Sensitivity analyses for primary and secondary outcomes
Relative reduction in heterogeneity variance for recurrence/relapse of any mood episodes for sensitivity analyses focusing on studies including only non-rapid-cycling patients with BD, nonenriched studies, and those not sponsored by industry were 29%, 21%, and 29%, respectively (Supplementary Appendix 1.1). Although outcomes with aripiprazole and aripiprazole+valproate were superior to placebo in the unadjusted analysis, the results did not reach statistical significance in the sensitivity analyses. The results of other comparisons for this outcome in the unadjusted and sensitivity analyses were similar. We did not detect relative reductions in heterogeneity variance for other outcomes in any of the sensitivity analyses (Supplementary Appendix 1.2–1.5).

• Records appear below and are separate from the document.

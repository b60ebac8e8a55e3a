//! Typed interpretation of raw column default values.

use chrono::{NaiveDate, NaiveDateTime, NaiveTime};
use rust_decimal::Decimal;

use crate::types::JdbcType;

const DATE_FORMAT: &str = "%Y-%m-%d";
const TIME_FORMATS: &[&str] = &["%H:%M:%S%.f", "%H:%M:%S", "%H:%M"];
const TIMESTAMP_FORMATS: &[&str] = &[
    "%Y-%m-%d %H:%M:%S%.f",
    "%Y-%m-%dT%H:%M:%S%.f",
    "%Y-%m-%d %H:%M:%S",
    "%Y-%m-%dT%H:%M:%S",
    "%Y-%m-%d %H:%M",
];

/// A default value parsed according to its column's type.
///
/// Two raw defaults that differ only in notation (`1.50` and `1.5`,
/// `'true'` and `1`) parse to the same value. Approximate defaults that
/// are both `NaN` are equal.
#[derive(Debug, Clone)]
pub enum DefaultValue {
    /// Character data, kept verbatim.
    Text(String),
    /// Exact numeric, normalized (no trailing zeros).
    Decimal(Decimal),
    /// Approximate numeric.
    Float(f64),
    /// Boolean or bit.
    Boolean(bool),
    /// Date literal.
    Date(NaiveDate),
    /// Time literal.
    Time(NaiveTime),
    /// Timestamp literal.
    Timestamp(NaiveDateTime),
    /// Anything that is not a literal of the column type (for example
    /// `CURRENT_TIMESTAMP`), upper-cased.
    Expression(String),
}

impl DefaultValue {
    /// Parses `raw` as a default for a column of `jdbc_type`.
    #[must_use]
    pub fn parse(raw: &str, jdbc_type: JdbcType) -> Self {
        if jdbc_type.is_text() {
            return Self::Text(raw.to_string());
        }
        let literal = unquote(raw.trim());
        let parsed = match jdbc_type {
            JdbcType::TinyInt
            | JdbcType::SmallInt
            | JdbcType::Integer
            | JdbcType::BigInt
            | JdbcType::Numeric
            | JdbcType::Decimal => parse_decimal(literal).map(Self::Decimal),
            JdbcType::Real | JdbcType::Float | JdbcType::Double => {
                literal.parse::<f64>().ok().map(Self::Float)
            }
            JdbcType::Boolean | JdbcType::Bit => parse_bool(literal).map(Self::Boolean),
            JdbcType::Date => NaiveDate::parse_from_str(literal, DATE_FORMAT)
                .ok()
                .map(Self::Date),
            JdbcType::Time => TIME_FORMATS
                .iter()
                .find_map(|format| NaiveTime::parse_from_str(literal, format).ok())
                .map(Self::Time),
            JdbcType::Timestamp => TIMESTAMP_FORMATS
                .iter()
                .find_map(|format| NaiveDateTime::parse_from_str(literal, format).ok())
                .map(Self::Timestamp),
            _ => None,
        };
        parsed.unwrap_or_else(|| Self::Expression(raw.trim().to_ascii_uppercase()))
    }
}

impl PartialEq for DefaultValue {
    fn eq(&self, other: &Self) -> bool {
        match (self, other) {
            (Self::Text(a), Self::Text(b)) | (Self::Expression(a), Self::Expression(b)) => a == b,
            (Self::Decimal(a), Self::Decimal(b)) => a == b,
            (Self::Float(a), Self::Float(b)) => {
                a.total_cmp(b).is_eq() || (a.is_nan() && b.is_nan())
            }
            (Self::Boolean(a), Self::Boolean(b)) => a == b,
            (Self::Date(a), Self::Date(b)) => a == b,
            (Self::Time(a), Self::Time(b)) => a == b,
            (Self::Timestamp(a), Self::Timestamp(b)) => a == b,
            _ => false,
        }
    }
}

fn unquote(value: &str) -> &str {
    value
        .strip_prefix('\'')
        .and_then(|v| v.strip_suffix('\''))
        .unwrap_or(value)
}

fn parse_decimal(value: &str) -> Option<Decimal> {
    value
        .parse::<Decimal>()
        .or_else(|_| Decimal::from_scientific(value))
        .ok()
        .map(|d| d.normalize())
}

fn parse_bool(value: &str) -> Option<bool> {
    match value.to_ascii_lowercase().as_str() {
        "true" | "1" | "t" | "y" | "yes" => Some(true),
        "false" | "0" | "f" | "n" | "no" => Some(false),
        _ => None,
    }
}
//! Sybase ASE.
//!
//! Only NUMERIC columns can be identities, so other auto-increment
//! columns are promoted to NUMERIC.

use crate::error::Result;
use crate::registry::SizeFormat;
use crate::types::JdbcType as J;

use super::{Platform, PlatformInfo, TypeTables, PLAIN, PRECISION, SIZED};

const NAME: &str = "Sybase";

const TYPES: &[(&str, u64)] = &[
    ("BIT", 1),
    ("TINYINT", 3),
    ("SMALLINT", 5),
    ("INT", 10),
    ("BIGINT", 19),
    ("NUMERIC", 38),
    ("DECIMAL", 38),
    ("REAL", 0),
    ("DOUBLE PRECISION", 0),
    ("CHAR", 16_384),
    ("VARCHAR", 16_384),
    ("TEXT", 0),
    ("BINARY", 16_384),
    ("VARBINARY", 16_384),
    ("IMAGE", 0),
    ("DATETIME", 0),
    ("NUMERIC IDENTITY", 38),
];

const SCALES: &[(&str, u32, u32)] = &[
    ("NUMERIC", 0, 38),
    ("DECIMAL", 0, 38),
    ("NUMERIC IDENTITY", 0, 0),
];

const MAPPINGS: &[(J, &str, SizeFormat)] = &[
    (J::Char, "CHAR", SIZED),
    (J::Varchar, "VARCHAR", SIZED),
    (J::LongVarchar, "TEXT", PLAIN),
    (J::Clob, "TEXT", PLAIN),
    (J::Numeric, "NUMERIC", PRECISION),
    (J::Decimal, "DECIMAL", PRECISION),
    (J::Bit, "BIT", PLAIN),
    (J::Boolean, "BIT", PLAIN),
    (J::TinyInt, "TINYINT", PLAIN),
    (J::SmallInt, "SMALLINT", PLAIN),
    (J::Integer, "INT", PLAIN),
    (J::BigInt, "BIGINT", PLAIN),
    (J::Real, "REAL", PLAIN),
    (J::Float, "DOUBLE PRECISION", PLAIN),
    (J::Double, "DOUBLE PRECISION", PLAIN),
    (J::Binary, "BINARY", SIZED),
    (J::VarBinary, "VARBINARY", SIZED),
    (J::LongVarBinary, "IMAGE", PLAIN),
    (J::Blob, "IMAGE", PLAIN),
    (J::Date, "DATETIME", PLAIN),
    (J::Time, "DATETIME", PLAIN),
    (J::Timestamp, "DATETIME", PLAIN),
];

const AUTO_INCREMENT: &[(J, &str, SizeFormat)] = &[(J::Numeric, "NUMERIC IDENTITY", PRECISION)];

pub(super) fn platform() -> Result<Platform> {
    let types = TypeTables {
        types: TYPES,
        scales: SCALES,
        mappings: MAPPINGS,
        auto_increment: AUTO_INCREMENT,
    }
    .build()?;

    let mut info = PlatformInfo::new(NAME);
    info.max_identifier_length = Some(28);
    info.null_as_default_value_required = true;
    info.add_auto_increment_column_supported = false;
    info.auto_increment_change_supported = false;
    info.mixing_identity_and_normal_pk_allowed = false;
    info.database_operation_drivers = vec!["com.sybase.jdbc2.jdbc.SybDriver".into()];
    for t in [J::Char, J::Varchar, J::Binary, J::VarBinary] {
        info.set_default_size(t, 254);
    }

    Ok(Platform::new(info, types))
}

#[cfg(test)]
mod tests {
    use super::*;
    use crate::model::Column;

    #[test]
    fn test_identity_columns_become_numeric() {
        let p = platform().unwrap();
        let mapper = p.type_mapper();

        let id = mapper
            .map_column("t", &Column::new("id", J::Integer).primary_key().auto_increment())
            .unwrap();
        assert_eq!(id.jdbc_type, J::Numeric);
        assert_eq!(id.native_type.as_deref(), Some("NUMERIC IDENTITY"));

        let n = mapper.map_column("t", &Column::new("n", J::Integer)).unwrap();
        assert_eq!(n.jdbc_type, J::Integer);
        assert_eq!(n.native_type.as_deref(), Some("INT"));
    }
}
//! Database platforms.
//!
//! A [`Platform`] bundles the static capabilities of one database brand,
//! its native type registry and the policy deciding which table changes
//! can be applied with ALTER statements. Platforms are looked up by name
//! in a [`PlatformRegistry`] built once at startup.

mod axion;
mod db2;
mod derby;
mod firebird;
mod hsqldb;
mod mckoi;
mod mssql;
mod mysql;
mod oracle;
mod postgres;
pub mod predicate;
mod sapdb;
mod sybase;

use std::collections::{HashMap, HashSet};
use std::sync::Arc;

use regex::Regex;
use serde::{Deserialize, Serialize};
use tracing::debug;

use crate::comparator::ModelComparator;
use crate::error::{DdlError, Result};
use crate::mapper::TypeMapper;
use crate::model::ForeignKeyAction;
use crate::registry::{Mapping, NativeType, SizeFormat, TypeRegistry};
use crate::types::JdbcType;

pub use predicate::{DefaultTableDefinitionChangesPredicate, TableDefinitionChangesPredicate};

/// How far a platform can alter an existing column in place.
#[derive(Debug, Clone, Copy, Default, PartialEq, Eq, Hash, Serialize, Deserialize)]
#[serde(rename_all = "snake_case")]
pub enum ColumnAlterSupport {
    /// Any type, size, default or nullability change.
    #[default]
    Full,
    /// Only changes that keep every existing value valid.
    WideningOnly,
    /// No in-place column changes.
    None,
}

/// Static facts about a database platform.
#[derive(Debug, Clone)]
pub struct PlatformInfo {
    /// Platform name.
    pub name: String,
    /// Maximum identifier length, `None` when unlimited.
    pub max_identifier_length: Option<usize>,
    /// Whether the primary key is declared inside CREATE TABLE.
    pub primary_key_embedded: bool,
    /// Whether foreign keys are declared inside CREATE TABLE.
    pub foreign_keys_embedded: bool,
    /// Whether indexes are declared inside CREATE TABLE.
    pub indices_embedded: bool,
    /// Whether nullable columns without default must say NULL explicitly.
    pub null_as_default_value_required: bool,
    /// Whether delimited identifiers are case sensitive.
    pub delimited_identifiers_case_sensitive: bool,
    /// Supported ON UPDATE actions.
    pub supported_on_update_actions: Vec<ForeignKeyAction>,
    /// Supported ON DELETE actions.
    pub supported_on_delete_actions: Vec<ForeignKeyAction>,
    /// Whether a primary key may combine auto-increment and plain columns.
    pub mixing_identity_and_normal_pk_allowed: bool,
    /// In-place column alteration support.
    pub column_alter: ColumnAlterSupport,
    /// Whether auto-increment can be switched on an existing column.
    pub auto_increment_change_supported: bool,
    /// Whether ADD COLUMN can place the column before the last one.
    pub positional_add_column_supported: bool,
    /// Whether a NOT NULL column without default can be added.
    pub add_required_column_without_default_supported: bool,
    /// Whether an auto-increment column can be added.
    pub add_auto_increment_column_supported: bool,
    /// Whether existing columns can be reordered.
    pub column_reorder_supported: bool,
    /// Whether a column that is part of the primary key can be dropped
    /// while the key changes.
    pub primary_key_column_drop_supported: bool,
    /// Names of indexes the database generates itself.
    pub system_index_pattern: Option<Regex>,
    /// Whether dropping an index also drops the foreign keys it backs.
    pub recreate_foreign_keys_on_index_drop: bool,
    /// JDBC drivers through which a database can be created or dropped.
    pub database_operation_drivers: Vec<String>,
    default_sizes: HashMap<JdbcType, u64>,
    sized_types: HashSet<JdbcType>,
    precision_types: HashSet<JdbcType>,
}

impl PlatformInfo {
    /// Creates a descriptor with permissive defaults.
    #[must_use]
    pub fn new(name: impl Into<String>) -> Self {
        Self {
            name: name.into(),
            max_identifier_length: None,
            primary_key_embedded: true,
            foreign_keys_embedded: false,
            indices_embedded: false,
            null_as_default_value_required: false,
            delimited_identifiers_case_sensitive: true,
            supported_on_update_actions: ForeignKeyAction::ALL.to_vec(),
            supported_on_delete_actions: ForeignKeyAction::ALL.to_vec(),
            mixing_identity_and_normal_pk_allowed: true,
            column_alter: ColumnAlterSupport::Full,
            auto_increment_change_supported: false,
            positional_add_column_supported: false,
            add_required_column_without_default_supported: false,
            add_auto_increment_column_supported: false,
            column_reorder_supported: false,
            primary_key_column_drop_supported: true,
            system_index_pattern: None,
            recreate_foreign_keys_on_index_drop: false,
            database_operation_drivers: Vec::new(),
            default_sizes: HashMap::new(),
            sized_types: [
                JdbcType::Char,
                JdbcType::Varchar,
                JdbcType::Binary,
                JdbcType::VarBinary,
            ]
            .into_iter()
            .collect(),
            precision_types: [JdbcType::Numeric, JdbcType::Decimal].into_iter().collect(),
        }
    }

    /// Default size for columns of `jdbc_type` that omit one.
    #[must_use]
    pub fn default_size(&self, jdbc_type: JdbcType) -> Option<u64> {
        self.default_sizes.get(&jdbc_type).copied()
    }

    /// Sets the default size for `jdbc_type`.
    pub fn set_default_size(&mut self, jdbc_type: JdbcType, size: u64) {
        self.default_sizes.insert(jdbc_type, size);
    }

    /// Whether columns of `jdbc_type` carry a size.
    #[must_use]
    pub fn has_size(&self, jdbc_type: JdbcType) -> bool {
        self.sized_types.contains(&jdbc_type)
    }

    /// Declares whether columns of `jdbc_type` carry a size.
    pub fn set_has_size(&mut self, jdbc_type: JdbcType, has_size: bool) {
        if has_size {
            self.sized_types.insert(jdbc_type);
        } else {
            self.sized_types.remove(&jdbc_type);
        }
    }

    /// Whether columns of `jdbc_type` carry precision and scale.
    #[must_use]
    pub fn has_precision_and_scale(&self, jdbc_type: JdbcType) -> bool {
        self.precision_types.contains(&jdbc_type)
    }

    /// Whether `action` is allowed in ON UPDATE.
    #[must_use]
    pub fn supports_on_update(&self, action: ForeignKeyAction) -> bool {
        self.supported_on_update_actions.contains(&action)
    }

    /// Whether `action` is allowed in ON DELETE.
    #[must_use]
    pub fn supports_on_delete(&self, action: ForeignKeyAction) -> bool {
        self.supported_on_delete_actions.contains(&action)
    }

    /// Whether `name` is an index the database generated itself.
    #[must_use]
    pub fn is_system_index_name(&self, name: &str) -> bool {
        self.system_index_pattern
            .as_ref()
            .is_some_and(|pattern| pattern.is_match(name))
    }

    /// Shortens `name` to the maximum identifier length by cutting out its
    /// middle. The start and the end of the name are kept, joined by `_`
    /// unless the cut already lands next to one.
    #[must_use]
    pub fn shorten_name(&self, name: &str) -> String {
        let chars: Vec<char> = name.chars().collect();
        let Some(max) = self.max_identifier_length.filter(|&max| max > 0) else {
            return name.to_string();
        };
        if chars.len() <= max {
            return name.to_string();
        }
        let start = max / 2;
        let tail = start + chars.len() - max + 1;
        let mut short: String = chars[..start].iter().collect();
        let underscore_before = start > 0 && chars[start - 1] == '_';
        let underscore_after = tail < chars.len() && chars[tail] == '_';
        if !underscore_before && !underscore_after {
            short.push('_');
        }
        short.extend(&chars[tail..]);
        short
    }
}

/// One database platform: capabilities, native types and change policy.
#[derive(Debug, Clone)]
pub struct Platform {
    info: Arc<PlatformInfo>,
    types: TypeRegistry,
    predicate: Arc<dyn TableDefinitionChangesPredicate>,
}

impl Platform {
    /// Creates a platform using the default change policy.
    #[must_use]
    pub fn new(info: PlatformInfo, types: TypeRegistry) -> Self {
        let info = Arc::new(info);
        let predicate = Arc::new(DefaultTableDefinitionChangesPredicate::new(Arc::clone(&info)));
        Self {
            info,
            types,
            predicate,
        }
    }

    /// Replaces the change policy.
    #[must_use]
    pub fn with_predicate(mut self, predicate: Arc<dyn TableDefinitionChangesPredicate>) -> Self {
        self.predicate = predicate;
        self
    }

    /// Platform name.
    #[must_use]
    pub fn name(&self) -> &str {
        &self.info.name
    }

    /// Static capabilities.
    #[must_use]
    pub fn info(&self) -> &PlatformInfo {
        &self.info
    }

    /// Native type registry.
    #[must_use]
    pub fn types(&self) -> &TypeRegistry {
        &self.types
    }

    /// Change policy.
    #[must_use]
    pub fn predicate(&self) -> &dyn TableDefinitionChangesPredicate {
        self.predicate.as_ref()
    }

    /// A type mapper for this platform.
    #[must_use]
    pub fn type_mapper(&self) -> TypeMapper<'_> {
        TypeMapper::new(&self.types, &self.info)
    }

    /// A model comparator for this platform.
    #[must_use]
    pub fn model_comparator(&self, case_sensitive: bool) -> ModelComparator<'_> {
        ModelComparator::new(&self.info, self.predicate.as_ref(), case_sensitive)
    }

    /// Checks that `operation` (creating or dropping a database) can be
    /// performed through `driver`.
    pub fn ensure_database_operation(&self, operation: &str, driver: &str) -> Result<()> {
        if self
            .info
            .database_operation_drivers
            .iter()
            .any(|d| d == driver)
        {
            return Ok(());
        }
        Err(DdlError::UnsupportedOperation {
            platform: self.info.name.clone(),
            operation: operation.to_string(),
            driver: driver.to_string(),
        })
    }
}

/// Mapping renders no size.
pub(crate) const PLAIN: SizeFormat = SizeFormat::None;
/// Mapping renders `(N)`.
pub(crate) const SIZED: SizeFormat = SizeFormat::Size;
/// Mapping renders `(N)` or `(N, S)`.
pub(crate) const PRECISION: SizeFormat = SizeFormat::SizeScale;

/// Static description of a platform's native types.
pub(crate) struct TypeTables<'a> {
    /// (name, size) of every native type.
    pub types: &'a [(&'static str, u64)],
    /// (name, min scale, max scale) for types with a scale.
    pub scales: &'a [(&'static str, u32, u32)],
    /// Ordinary mappings.
    pub mappings: &'a [(JdbcType, &'static str, SizeFormat)],
    /// Auto-increment mappings.
    pub auto_increment: &'a [(JdbcType, &'static str, SizeFormat)],
}

impl TypeTables<'_> {
    /// Builds the registry, failing on mappings to unknown types.
    pub(crate) fn build(&self) -> Result<TypeRegistry> {
        let mut registry = TypeRegistry::new();
        for (name, size) in self.types {
            let mut native = NativeType::new(*name, *size);
            if let Some((_, min, max)) = self.scales.iter().find(|(n, _, _)| n == name) {
                native = native.with_scale(*min, *max);
            }
            registry.add_type(native);
        }
        for (jdbc_type, native, format) in self.mappings {
            registry.add_mapping(Mapping::new(*jdbc_type, *native, *format))?;
        }
        for (jdbc_type, native, format) in self.auto_increment {
            registry.add_auto_increment_mapping(Mapping::new(*jdbc_type, *native, *format))?;
        }
        Ok(registry)
    }
}

/// Compiles a system index name pattern.
pub(crate) fn system_index_pattern(pattern: &str) -> Option<Regex> {
    match Regex::new(pattern) {
        Ok(regex) => Some(regex),
        Err(err) => {
            tracing::warn!(pattern, error = %err, "Ignoring invalid system index pattern");
            None
        }
    }
}

/// Platforms by case-insensitive name or alias.
#[derive(Debug, Clone, Default)]
pub struct PlatformRegistry {
    platforms: Vec<Arc<Platform>>,
    names: HashMap<String, usize>,
}

impl PlatformRegistry {
    /// Creates an empty registry.
    #[must_use]
    pub fn new() -> Self {
        Self::default()
    }

    /// Creates a registry holding every built-in platform.
    pub fn with_builtin_platforms() -> Result<Self> {
        let mut registry = Self::new();
        registry.register(mysql::platform()?, &[]);
        registry.register(postgres::platform()?, &["Postgres", "PostgreSQL"]);
        registry.register(oracle::platform()?, &["Oracle8", "Oracle9", "Oracle10"]);
        registry.register(firebird::platform()?, &["Interbase"]);
        registry.register(mssql::platform()?, &["SqlServer"]);
        registry.register(sapdb::platform()?, &["MaxDB"]);
        registry.register(sybase::platform()?, &[]);
        registry.register(db2::platform()?, &[]);
        registry.register(derby::platform()?, &[]);
        registry.register(derby::cloudscape()?, &[]);
        registry.register(hsqldb::platform()?, &["Hsql"]);
        registry.register(mckoi::platform()?, &[]);
        registry.register(axion::platform()?, &[]);
        Ok(registry)
    }

    /// Registers a platform under its name and `aliases`. A later
    /// registration under the same name wins.
    pub fn register(&mut self, platform: Platform, aliases: &[&str]) {
        let idx = self.platforms.len();
        debug!(platform = %platform.name(), ?aliases, "Registering platform");
        self.names.insert(platform.name().to_ascii_lowercase(), idx);
        for alias in aliases {
            self.names.insert(alias.to_ascii_lowercase(), idx);
        }
        self.platforms.push(Arc::new(platform));
    }

    /// Looks up a platform by name or alias, ignoring case.
    pub fn get(&self, name: &str) -> Result<Arc<Platform>> {
        self.names
            .get(&name.trim().to_ascii_lowercase())
            .map(|idx| Arc::clone(&self.platforms[*idx]))
            .ok_or_else(|| DdlError::UnknownPlatform(name.to_string()))
    }

    /// Registered platform names, in registration order.
    #[must_use]
    pub fn names(&self) -> Vec<&str> {
        self.platforms
            .iter()
            .enumerate()
            .filter(|(idx, p)| self.names.get(&p.name().to_ascii_lowercase()) == Some(idx))
            .map(|(_, p)| p.name())
            .collect()
    }
}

Mortality rate and incidence of individual adverse events
Mortality and completed suicide rates were low and similar for all treatments. Aripiprazole was associated with a higher incidence of extrapyramidal symptoms/use of anticholinergic agents compared with carbamazepine. Lithium was associated with a higher incidence of extrapyramidal symptoms/use of anticholinergic agents compared with placebo, carbamazepine, lamotrigine, olanzapine, and quetiapine. Valproate was associated with a higher incidence of extrapyramidal symptoms/use of anticholinergic agents compared with placebo, carbamazepine, lamotrigine, and quetiapine. Olanzapine was associated with a higher incidence of somnolence compared with placebo, lamotrigine, and lithium. Olanzapine and quetiapine were associated with a lower incidence of insomnia compared with placebo, lamotrigine, and lithium. RISLAI was associated with a higher incidence of prolactin-related adverse events compared with placebo. Lithium was associated with a higher incidence of dry mouth compared with valproate, and quetiapine was associated with a higher incidence of dry mouth compared with placebo and valproate. Lamotrigine, lithium, olanzapine, quetiapine, valproate, and placebo were associated with a higher incidence of headache compared with RISLAI. Valproate was associated with a higher incidence of headache compared with AOM. Lamotrigine was associated with a higher incidence of nausea compared with quetiapine. Lithium was associated with a higher incidence of nausea compared with placebo, olanzapine, and quetiapine. Valproate was associated with a higher incidence of nausea compared with placebo and quetiapine. Lithium was associated with a higher incidence of diarrhea compared with placebo and lamotrigine.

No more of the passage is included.